The U.S. Supreme Court has agreed to hear a case that challenges the constitutionality of the Consumer Financial Protection Bureau (CFPB).
 
This court challenge follows the efforts by the California debt relief firm Seila Law, which filed a petition asking the Supreme Court to decide whether the CFPB’s structure is constitutional. Seila lost its case before the 9th Circuit, but on Sept. 17 the CFPB and the Department of Justice joined its cause by asking the high court justices to review Seila Law’s argument that the CFPB’s single-Director structure was unconstitutional.
 
In an order posted Friday, the Supreme Court’s justices asked both sides in this case to address whether the CFPB should remain operational even if its leadership structure is determined to be unconstitutional. A decision in the case could come by the end of June, in the middle of the presidential campaign. Sen.
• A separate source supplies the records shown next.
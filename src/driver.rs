//! The acquisition driver: one inverter, one transport, one shared snapshot.
//!
//! The poll cycle is the only writer of the snapshot. Readers copy it through
//! [`InverterDriver::snapshot_copy`] and never hold the lock for longer than
//! the copy.

use std::net::ToSocketAddrs;
use std::sync::Arc;
use std::time::Duration;

use fugit::MillisDurationU32;
use log::{debug, info, warn};
use parking_lot::{Mutex, RwLock};

use crate::{
    clock::{Clock, SystemClock},
    config::{DriverConfig, TransportConfig},
    error::{InitError, ModbusError},
    frame::Registers,
    port::SerialPortIo,
    profile::{self, InverterProfile, RegisterDef},
    rtu::RtuTransport,
    scaling,
    tcp::{self, TcpTransport},
    transport::{DirectionControl, Transport},
    types::InverterSnapshot,
};

/// Fully failed cycles in a row after which the snapshot is no longer trusted.
pub const MAX_FAILED_CYCLES: u16 = 5;

/// Control register selecting the inverter work mode. See [`WorkMode`](crate::types::WorkMode).
pub const WORK_MODE_REGISTER: u16 = 50000;

/// Maximum age used by readers that have no opinion of their own.
pub const DEFAULT_MAX_AGE: MillisDurationU32 = MillisDurationU32::millis(10_000);

const SNAPSHOT_LOCK_WAIT: Duration = Duration::from_millis(100);
const FRESHNESS_LOCK_WAIT: Duration = Duration::from_millis(50);
/// Worst case for one network call with default timeouts: connect and wait
/// for the answer, then reconnect and wait again. One second of slack on top.
const TRANSPORT_LOCK_WAIT: Duration = Duration::from_millis(
    2 * (tcp::CONNECT_TIMEOUT.ticks() as u64 + tcp::RESPONSE_TIMEOUT.ticks() as u64) + 1000,
);

/// Register failures logged per cycle, the rest are only counted.
const LOGGED_FAILURES_PER_CYCLE: u16 = 3;

/// Polls one inverter according to its profile and keeps the latest values in
/// a shared [`InverterSnapshot`].
///
/// All methods take `&self`, share it between the poll task and any number of
/// readers with an [`Arc`]. Every transport access, polled reads and control
/// writes alike, goes through one lock so they never interleave on the wire.
pub struct InverterDriver {
    profile: &'static InverterProfile,
    unit_id: u8,
    poll_interval: MillisDurationU32,
    transport: Mutex<Box<dyn Transport>>,
    snapshot: RwLock<InverterSnapshot>,
    clock: Arc<dyn Clock>,
}

impl InverterDriver {
    /// Build the transport described by `config` and bring it up.
    ///
    /// `direction` drives the RS485 transceiver and is only used for serial lines.
    /// Failure here is final for this driver instance.
    pub fn begin(
        config: &DriverConfig,
        direction: Option<DirectionControl>,
    ) -> Result<Self, InitError> {
        let profile = profile::profile(config.profile_index)
            .ok_or(InitError::UnknownProfile(config.profile_index))?;
        info!(
            "Profile: {}  transport: {}",
            profile.name,
            config.transport_kind()
        );

        let transport: Box<dyn Transport> = match &config.transport {
            TransportConfig::Serial { port, baud_rate } => {
                let interface =
                    SerialPortIo::open(port, *baud_rate).map_err(|source| InitError::SerialPort {
                        port: port.clone(),
                        source,
                    })?;
                Box::new(RtuTransport::new(interface, direction))
            }
            TransportConfig::Network { host, port } => {
                let address = (host.as_str(), *port)
                    .to_socket_addrs()
                    .ok()
                    .and_then(|mut addresses| addresses.next())
                    .ok_or_else(|| InitError::Address(format!("{host}:{port}")))?;
                Box::new(TcpTransport::new(address))
            }
        };

        Self::connect_with(
            profile,
            config.effective_unit_id(),
            MillisDurationU32::millis(config.poll_interval_ms),
            transport,
            Arc::new(SystemClock::new()),
        )
    }

    /// Bring up an already constructed transport and wrap it in a driver.
    pub fn connect_with(
        profile: &'static InverterProfile,
        unit_id: u8,
        poll_interval: MillisDurationU32,
        mut transport: Box<dyn Transport>,
        clock: Arc<dyn Clock>,
    ) -> Result<Self, InitError> {
        match transport.connect() {
            Ok(()) => info!("Transport OK"),
            Err(err) => {
                warn!("Transport failed: {err}");
                return Err(InitError::Connect(err));
            }
        }
        Ok(Self {
            profile,
            unit_id,
            poll_interval,
            transport: Mutex::new(transport),
            snapshot: RwLock::new(InverterSnapshot::default()),
            clock,
        })
    }

    pub fn profile_name(&self) -> &'static str {
        self.profile.name
    }

    pub fn unit_id(&self) -> u8 {
        self.unit_id
    }

    pub fn poll_interval(&self) -> MillisDurationU32 {
        self.poll_interval
    }

    /// Run one acquisition cycle over every register of the profile.
    ///
    /// A failing register is counted and skipped; it never aborts the cycle.
    /// Each successful register is written to the snapshot straight away, so
    /// readers may see a mix of this cycle's and the previous cycle's values
    /// while a poll is running. Returns whether any register was read.
    pub fn poll(&self) -> bool {
        let registers = self.profile.registers;
        if registers.is_empty() {
            return false;
        }

        let mut any_ok = false;
        let mut failures: u16 = 0;

        for reg in registers {
            match self.read_register(reg) {
                Ok(raw) => {
                    any_ok = true;
                    self.apply_register(reg, &raw);
                }
                Err(err) => {
                    failures += 1;
                    if failures <= LOGGED_FAILURES_PER_CYCLE {
                        warn!("Register {} failed: {err}", reg.address);
                    }
                }
            }
        }

        self.finish_cycle(any_ok, failures);
        any_ok
    }

    fn read_register(&self, reg: &RegisterDef) -> Result<Registers, ModbusError> {
        let mut transport = self
            .transport
            .try_lock_for(TRANSPORT_LOCK_WAIT)
            .ok_or(ModbusError::Timeout)?;
        transport.read_holding_registers(self.unit_id, reg.address, reg.count)
    }

    fn apply_register(&self, reg: &RegisterDef, raw: &[u16]) {
        let scaled = scaling::scaled_value(reg, raw);
        match self.snapshot.try_write_for(SNAPSHOT_LOCK_WAIT) {
            Some(mut snapshot) => snapshot.apply(reg.target, scaled),
            None => debug!("Snapshot busy, register {} not stored", reg.address),
        }
    }

    fn finish_cycle(&self, any_ok: bool, failures: u16) {
        let Some(mut snapshot) = self.snapshot.try_write_for(SNAPSHOT_LOCK_WAIT) else {
            debug!("Snapshot busy, cycle metadata not stored");
            return;
        };

        if any_ok {
            if !snapshot.valid {
                info!("Inverter data valid");
            }
            snapshot.valid = true;
            snapshot.last_update = Some(self.clock.now());
            snapshot.last_cycle_partial_failures = failures;
            snapshot.consecutive_failed_cycles = 0;
        } else {
            snapshot.consecutive_failed_cycles = snapshot.consecutive_failed_cycles.saturating_add(1);
            if snapshot.consecutive_failed_cycles >= MAX_FAILED_CYCLES && snapshot.valid {
                warn!(
                    "No register readable for {} cycles, inverter data invalid",
                    snapshot.consecutive_failed_cycles
                );
                snapshot.valid = false;
            }
        }
    }

    /// A copy of the current snapshot, or `None` if it could not be locked in time.
    ///
    /// Check [`InverterSnapshot::valid`] before trusting the values.
    pub fn snapshot_copy(&self) -> Option<InverterSnapshot> {
        self.snapshot
            .try_read_for(SNAPSHOT_LOCK_WAIT)
            .map(|snapshot| *snapshot)
    }

    /// Whether the snapshot is valid and was refreshed less than `max_age` ago.
    pub fn is_fresh(&self, max_age: MillisDurationU32) -> bool {
        let Some(snapshot) = self.snapshot.try_read_for(FRESHNESS_LOCK_WAIT) else {
            return false;
        };
        match snapshot.last_update {
            Some(last_update) if snapshot.valid => {
                let age = self.clock.now().ticks().saturating_sub(last_update.ticks());
                age < max_age.to_millis() as u64
            }
            _ => false,
        }
    }

    /// Write one control register.
    ///
    /// Waits for any poll exchange in progress, it never shares the wire with one.
    pub fn write_register(&self, address: u16, value: u16) -> Result<(), ModbusError> {
        let mut transport = self
            .transport
            .try_lock_for(TRANSPORT_LOCK_WAIT)
            .ok_or(ModbusError::Timeout)?;
        transport.write_single_register(self.unit_id, address, value)
    }

    /// Select the inverter work mode.
    pub fn set_work_mode(&self, mode: impl Into<u16>) -> Result<(), ModbusError> {
        self.write_register(WORK_MODE_REGISTER, mode.into())
    }
}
Elizabeth Warren (D-MA), who is widely credited as being the CFPB’s architect, is among the leading candidates for the Democratic Party’s presidential nomination.
 
Earlier this year, the Supreme Court has refused to hear a case brought by the State National Bank of Big Spring, Texas, the Competitive Enterprise Institute (CEI) and the 60 Plus Association that challenged that challenged the CFPB’s constitutionality.  CEI General Counsel Sam Kazman welcomed the news of the Seila case by stating, “As a party in the first major challenge to the constitutionality of this agency, we are glad to see that this issue has now been taken up by the Supreme Court.”